### MATERIAL PROVIDED
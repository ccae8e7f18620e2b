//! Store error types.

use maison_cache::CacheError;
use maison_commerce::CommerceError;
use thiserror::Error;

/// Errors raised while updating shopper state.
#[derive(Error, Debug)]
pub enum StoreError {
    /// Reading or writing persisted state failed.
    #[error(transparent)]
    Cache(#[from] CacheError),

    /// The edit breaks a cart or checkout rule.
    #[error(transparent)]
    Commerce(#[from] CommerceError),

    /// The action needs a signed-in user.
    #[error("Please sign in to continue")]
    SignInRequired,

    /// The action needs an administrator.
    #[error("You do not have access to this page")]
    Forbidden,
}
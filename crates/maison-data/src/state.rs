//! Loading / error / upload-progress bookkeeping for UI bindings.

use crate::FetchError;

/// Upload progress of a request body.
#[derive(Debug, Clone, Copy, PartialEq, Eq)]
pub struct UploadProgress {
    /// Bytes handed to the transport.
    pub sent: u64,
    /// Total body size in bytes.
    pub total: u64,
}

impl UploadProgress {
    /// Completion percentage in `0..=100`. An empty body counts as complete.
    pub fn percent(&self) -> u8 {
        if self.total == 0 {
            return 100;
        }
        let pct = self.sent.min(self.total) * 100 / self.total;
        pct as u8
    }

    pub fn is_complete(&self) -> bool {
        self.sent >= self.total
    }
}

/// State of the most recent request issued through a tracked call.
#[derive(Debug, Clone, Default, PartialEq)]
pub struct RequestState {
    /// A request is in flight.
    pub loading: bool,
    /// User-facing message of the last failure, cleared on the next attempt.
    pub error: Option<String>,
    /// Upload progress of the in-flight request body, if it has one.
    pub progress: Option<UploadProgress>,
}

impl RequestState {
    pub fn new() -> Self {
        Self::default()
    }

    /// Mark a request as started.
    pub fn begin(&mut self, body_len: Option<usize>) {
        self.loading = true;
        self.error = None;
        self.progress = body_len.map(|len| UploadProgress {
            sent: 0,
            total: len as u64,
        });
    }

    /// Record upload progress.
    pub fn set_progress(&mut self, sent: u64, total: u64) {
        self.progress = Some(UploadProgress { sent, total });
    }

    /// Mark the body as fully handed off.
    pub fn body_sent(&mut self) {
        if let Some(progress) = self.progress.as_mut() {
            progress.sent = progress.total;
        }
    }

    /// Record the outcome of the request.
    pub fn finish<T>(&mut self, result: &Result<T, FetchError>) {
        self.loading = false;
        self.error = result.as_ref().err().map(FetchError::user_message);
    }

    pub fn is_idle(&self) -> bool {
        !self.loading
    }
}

### ABOUT THIS EXERCISE
The required output is a copy of each line in the records where the string "Debug" occurs.

### RESPONSE
#[derive(Error, Debug)]
#[derive(Debug, Clone, Copy, PartialEq, Eq)]
#[derive(Debug, Clone, Default, PartialEq)]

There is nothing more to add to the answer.